The announcement comes as a student occupation of Deputy Provost (Student Life and Learning) Morton Mendelson’s office – demanding, in part, that the administration recognize the results of both CKUT and QPIRG’s fall referenda – enters its third day.
The sixth floor “partyers” are also demanding Mendelson’s resignation.
Caitlin Manicom, funding and outreach coordinator for CKUT, confirmed that the campus radio station has reached an agreement in principle with the administration.
“[The administration] will not be recognizing, as it stands right now, the validity of the question in its entirety. We’re currently negotiating for existence to be recognized, and those negotiations are ongoing,” said Manicom.
“We won’t be releasing further information until the occupation is settled, and hopefully the students’ demands will be met,” she continued.
Manicom said that CKUT had been negotiating the agreement before the occupation started, and that they had no idea the occupation was going to take place. As a result, Manicom said, “There are a lot of different factors at play.”
Manicom said that the station informed the students on the sixth floor of the agreement in the interest of transparency.
“We wanted to be as transparent as possible to the people who are occupying, without jeopardizing their occupation and their demands,” she said.
“The reason that we were discussing getting the administration to – at the very least – acknowledge existence, was because that was the basic requirement that we need from them to negotiate our MoA [Memorandum of Agreement],” she continued.
The agreement would allow CKUT to negotiate and sign its MoA with McGill, while simultaneously trying to implement an alternative to the current online opt-out system that has resulted in increasingly lower revenue from student fees since the administration implemented the system in 2007.
Manicom spoke to what would happen to CKUT if they don’t change the opt-out system.
“That would leave us in the position that we’ve been in for the last few years, which is struggling to find financial stability, struggling to run a radio station when the costs of running a radio station increase every year, and we continue to lose increasing amounts of finances from the opt-outs,” she said.
In an email to all McGill staff and students on Wednesday, Provost Anthony Masi described the history and the administration’s rationale behind online opt-outs.
“In consultation with students, an easy-to-use on-line system was introduced for opting out of voluntary fees,” read the email. “We believe this process is more convenient for students.”
Masi’s email added that, “individual student groups do not have the right to change an opt-out system to a method less convenient for all students.”
The James Administration occupiers are demanding that the CKUT student fee be only opt-outable through CKUT, which was the request of CKUT’s fall referendum question, invalidated by the administration a month ago.

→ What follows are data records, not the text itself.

//! Connection configuration.
//!
//! A [`ConnectionConfig`] carries everything an adapter needs to connect. It
//! can be built in code, read from TOML (with `${VAR}` expansion), or read
//! from prefixed environment variables.
//!
//! ```toml
//! adapter = "sqlserver"
//! driver = "ODBC Driver 18 for SQL Server"
//! server = "db.internal"
//! db_name = "inventory"
//! uid = "app"
//! pwd = "${INVENTORY_DB_PASSWORD}"
//! ```

use crate::error::{SqlError, SqlResult};
use serde::Deserialize;
use std::path::Path;

const DEFAULT_ODBC_DRIVER: &str = "SQL Server";

#[derive(Debug, Clone, Default, PartialEq, Eq, Deserialize)]
#[serde(default)]
pub struct ConnectionConfig {
    /// Registry key of the adapter (`sqlite3`, `postgres`, `sqlserver`, ...).
    pub adapter: Option<String>,
    /// ODBC driver name.
    pub driver: Option<String>,
    #[serde(alias = "db_host", alias = "server")]
    pub host: Option<String>,
    pub port: Option<u16>,
    /// Database name, or file path for the embedded engine.
    #[serde(alias = "db_name")]
    pub database: Option<String>,
    #[serde(alias = "user")]
    pub uid: Option<String>,
    #[serde(alias = "password")]
    pub pwd: Option<String>,
    /// Use integrated authentication.
    pub trusted: bool,
    /// Named data source; overrides driver and host.
    pub dsn: Option<String>,
}

impl ConnectionConfig {
    pub fn new(adapter: impl Into<String>) -> Self {
        Self {
            adapter: Some(adapter.into()),
            ..Self::default()
        }
    }

    pub fn driver(mut self, driver: impl Into<String>) -> Self {
        self.driver = Some(driver.into());
        self
    }

    pub fn host(mut self, host: impl Into<String>) -> Self {
        self.host = Some(host.into());
        self
    }

    pub fn port(mut self, port: u16) -> Self {
        self.port = Some(port);
        self
    }

    pub fn database(mut self, database: impl Into<String>) -> Self {
        self.database = Some(database.into());
        self
    }

    pub fn uid(mut self, uid: impl Into<String>) -> Self {
        self.uid = Some(uid.into());
        self
    }

    pub fn pwd(mut self, pwd: impl Into<String>) -> Self {
        self.pwd = Some(pwd.into());
        self
    }

    pub fn trusted(mut self, trusted: bool) -> Self {
        self.trusted = trusted;
        self
    }

    pub fn dsn(mut self, dsn: impl Into<String>) -> Self {
        self.dsn = Some(dsn.into());
        self
    }

    /// Parse a TOML document, expanding `${VAR}` references in string fields.
    pub fn from_toml_str(raw: &str) -> SqlResult<Self> {
        let mut config: ConnectionConfig = toml::from_str(raw)
            .map_err(|e| SqlError::Config(format!("failed to parse config: {e}")))?;
        config.expand_env(&|key: &str| std::env::var(key).ok())?;
        Ok(config)
    }

    pub fn from_file(path: impl AsRef<Path>) -> SqlResult<Self> {
        let path = path.as_ref();
        let raw = std::fs::read_to_string(path)
            .map_err(|e| SqlError::Config(format!("failed to read {}: {e}", path.display())))?;
        Self::from_toml_str(&raw)
    }

    /// Read `<PREFIX>_ADAPTER`, `<PREFIX>_DATABASE`, `<PREFIX>_HOST`, ...
    pub fn from_env(prefix: &str) -> SqlResult<Self> {
        Self::from_lookup(prefix, &|key: &str| std::env::var(key).ok())
    }

    fn from_lookup(prefix: &str, lookup: &dyn Fn(&str) -> Option<String>) -> SqlResult<Self> {
        let get = |name: &str| lookup(&format!("{prefix}_{name}")).filter(|v| !v.is_empty());
        let port = get("PORT")
            .map(|p| {
                p.parse::<u16>()
                    .map_err(|e| SqlError::Config(format!("invalid {prefix}_PORT '{p}': {e}")))
            })
            .transpose()?;
        let trusted = get("TRUSTED").is_some_and(|v| {
            matches!(v.to_ascii_lowercase().as_str(), "1" | "true" | "yes")
        });
        Ok(Self {
            adapter: get("ADAPTER"),
            driver: get("DRIVER"),
            host: get("HOST"),
            port,
            database: get("DATABASE"),
            uid: get("UID"),
            pwd: get("PWD"),
            trusted,
            dsn: get("DSN"),
        })
    }

    fn expand_env(&mut self, lookup: &dyn Fn(&str) -> Option<String>) -> SqlResult<()> {
        for field in [
            &mut self.adapter,
            &mut self.driver,
            &mut self.host,
            &mut self.database,
            &mut self.uid,
            &mut self.pwd,
            &mut self.dsn,
        ] {
            if let Some(value) = field {
                *value = expand_env_vars(value, lookup)?;
            }
        }
        Ok(())
    }

    /// The adapter key, trimmed and lower-cased.
    pub fn adapter_key(&self) -> Option<String> {
        self.adapter
            .as_deref()
            .map(str::trim)
            .filter(|a| !a.is_empty())
            .map(str::to_ascii_lowercase)
    }

    /// The database name, if set and not blank.
    pub fn database_name(&self) -> Option<&str> {
        self.database
            .as_deref()
            .map(str::trim)
            .filter(|d| !d.is_empty())
    }

    /// Build the ODBC connection string.
    ///
    /// `DRIVER={..};SERVER=..;DATABASE=..;Trusted_Connection=yes;UID=..;PWD=..`,
    /// or `DSN=..;DATABASE=..;UID=..;PWD=..` when a DSN is set.
    pub fn odbc_connection_string(&self) -> SqlResult<String> {
        let database = self
            .database_name()
            .ok_or_else(|| SqlError::MissingDatabaseName("sqlserver".to_string()))?;
        let mut parts = Vec::new();
        match &self.dsn {
            Some(dsn) => parts.push(format!("DSN={dsn}")),
            None => {
                let driver = self.driver.as_deref().unwrap_or(DEFAULT_ODBC_DRIVER);
                parts.push(format!("DRIVER={{{driver}}}"));
                if let Some(host) = &self.host {
                    match self.port {
                        Some(port) => parts.push(format!("SERVER={host},{port}")),
                        None => parts.push(format!("SERVER={host}")),
                    }
                }
            }
        }
        parts.push(format!("DATABASE={database}"));
        if self.trusted && self.dsn.is_none() {
            parts.push("Trusted_Connection=yes".to_string());
        }
        if let Some(uid) = &self.uid {
            parts.push(format!("UID={uid}"));
        }
        if let Some(pwd) = &self.pwd {
            parts.push(format!("PWD={pwd}"));
        }
        Ok(parts.join(";"))
    }

    /// Map onto a driver config. A `dsn` is parsed as a libpq connection string
    /// or URL and the explicit fields are layered on top.
    #[cfg(feature = "postgres")]
    pub fn postgres_config(&self) -> SqlResult<tokio_postgres::Config> {
        let mut pg = match &self.dsn {
            Some(dsn) => dsn.parse::<tokio_postgres::Config>()?,
            None => tokio_postgres::Config::new(),
        };
        if let Some(host) = &self.host {
            pg.host(host);
        }
        if let Some(port) = self.port {
            pg.port(port);
        }
        if let Some(uid) = &self.uid {
            pg.user(uid);
        }
        if let Some(pwd) = &self.pwd {
            pg.password(pwd);
        }
        match self.database_name() {
            Some(database) => {
                pg.dbname(database);
            }
            None if pg.get_dbname().is_some() => {}
            None => return Err(SqlError::MissingDatabaseName("postgres".to_string())),
        }
        if pg.get_hosts().is_empty() {
            pg.host("localhost");
        }
        Ok(pg)
    }
}

fn expand_env_vars(input: &str, lookup: &dyn Fn(&str) -> Option<String>) -> SqlResult<String> {
    let mut out = String::with_capacity(input.len());
    let mut chars = input.chars().peekable();

    while let Some(c) = chars.next() {
        if c == '$' && chars.peek() == Some(&'{') {
            chars.next();

            let mut key = String::new();
            let mut closed = false;
            for ch in chars.by_ref() {
                if ch == '}' {
                    closed = true;
                    break;
                }
                key.push(ch);
            }

            if !closed {
                return Err(SqlError::Config(format!(
                    "unterminated env var reference: ${{{key}}}"
                )));
            }
            if key.is_empty() {
                return Err(SqlError::Config("invalid env var reference: ${}".to_string()));
            }

            let value = lookup(&key)
                .ok_or_else(|| SqlError::Config(format!("missing env var for config: {key}")))?;
            out.push_str(&value);
            continue;
        }

        out.push(c);
    }

    Ok(out)
}

#[cfg(test)]
mod tests {
    use super::*;
    use std::collections::HashMap;

    fn env(pairs: &[(&str, &str)]) -> impl Fn(&str) -> Option<String> {
        let map: HashMap<String, String> = pairs
            .iter()
            .map(|(k, v)| (k.to_string(), v.to_string()))
            .collect();
        move |key| map.get(key).cloned()
    }

    #[test]
    fn toml_aliases() {
        let config = ConnectionConfig::from_toml_str(
            r#"
            adapter = "sqlserver"
            server = "db.internal"
            db_name = "inventory"
            trusted = true
            "#,
        )
        .unwrap();
        assert_eq!(config.host.as_deref(), Some("db.internal"));
        assert_eq!(config.database_name(), Some("inventory"));
        assert!(config.trusted);
    }

    #[test]
    fn toml_parse_error_is_config_error() {
        let err = ConnectionConfig::from_toml_str("adapter = [").unwrap_err();
        assert!(matches!(err, SqlError::Config(_)));
    }

    #[test]
    fn expand_env_vars_substitutes() {
        let lookup = env(&[("DB_PASS", "s3cret")]);
        assert_eq!(
            expand_env_vars("pw=${DB_PASS};", &lookup).unwrap(),
            "pw=s3cret;"
        );
        assert!(expand_env_vars("${NOPE}", &lookup).is_err());
        assert!(expand_env_vars("${DB_PASS", &lookup).is_err());
        assert!(expand_env_vars("${}", &lookup).is_err());
        assert_eq!(expand_env_vars("$5 {x}", &lookup).unwrap(), "$5 {x}");
    }

    #[test]
    fn from_prefixed_env() {
        let lookup = env(&[
            ("APP_ADAPTER", "Postgres"),
            ("APP_DATABASE", "shop"),
            ("APP_PORT", "5433"),
            ("APP_TRUSTED", "yes"),
        ]);
        let config = ConnectionConfig::from_lookup("APP", &lookup).unwrap();
        assert_eq!(config.adapter_key().as_deref(), Some("postgres"));
        assert_eq!(config.port, Some(5433));
        assert!(config.trusted);

        let bad = env(&[("APP_PORT", "many")]);
        assert!(matches!(
            ConnectionConfig::from_lookup("APP", &bad),
            Err(SqlError::Config(_))
        ));
    }

    #[test]
    fn odbc_connection_string_order() {
        let config = ConnectionConfig::new("sqlserver")
            .host("db1")
            .database("sales")
            .trusted(true)
            .uid("me")
            .pwd("pw");
        assert_eq!(
            config.odbc_connection_string().unwrap(),
            "DRIVER={SQL Server};SERVER=db1;DATABASE=sales;Trusted_Connection=yes;UID=me;PWD=pw"
        );
    }

    #[test]
    fn odbc_connection_string_minimal_and_dsn() {
        let config = ConnectionConfig::new("sqlserver")
            .driver("ODBC Driver 18 for SQL Server")
            .database("sales");
        assert_eq!(
            config.odbc_connection_string().unwrap(),
            "DRIVER={ODBC Driver 18 for SQL Server};DATABASE=sales"
        );

        let config = ConnectionConfig::new("sqlserver")
            .dsn("warehouse")
            .host("ignored")
            .database("sales")
            .uid("me");
        assert_eq!(
            config.odbc_connection_string().unwrap(),
            "DSN=warehouse;DATABASE=sales;UID=me"
        );
    }

    #[test]
    fn odbc_connection_string_needs_database() {
        let err = ConnectionConfig::new("sqlserver")
            .database("  ")
            .odbc_connection_string()
            .unwrap_err();
        assert!(matches!(err, SqlError::MissingDatabaseName(_)));
    }

    #[cfg(feature = "postgres")]
    #[test]
    fn postgres_config_layers_fields() {
        let config = ConnectionConfig::new("postgres")
            .dsn("postgres://app@db.internal/ignored")
            .database("shop")
            .port(5433);
        let pg = config.postgres_config().unwrap();
        assert_eq!(pg.get_dbname(), Some("shop"));
        assert_eq!(pg.get_ports(), &[5433]);
        assert_eq!(pg.get_user(), Some("app"));
    }
}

One of the sixth floor occupiers said that the recent agreement in principle is “something that CKUT was forced into.”
“That’s something that emerged in a coercive process, in which McGill held all the cards and could force an organization that should be autonomous to do what it wants,” he said.
“Clearly it’s in the direction of our demands, but our demands are the complete recognition of both the CKUT and QPIRG referenda results, and so until that happens, our demands haven’t been met,” the student continued.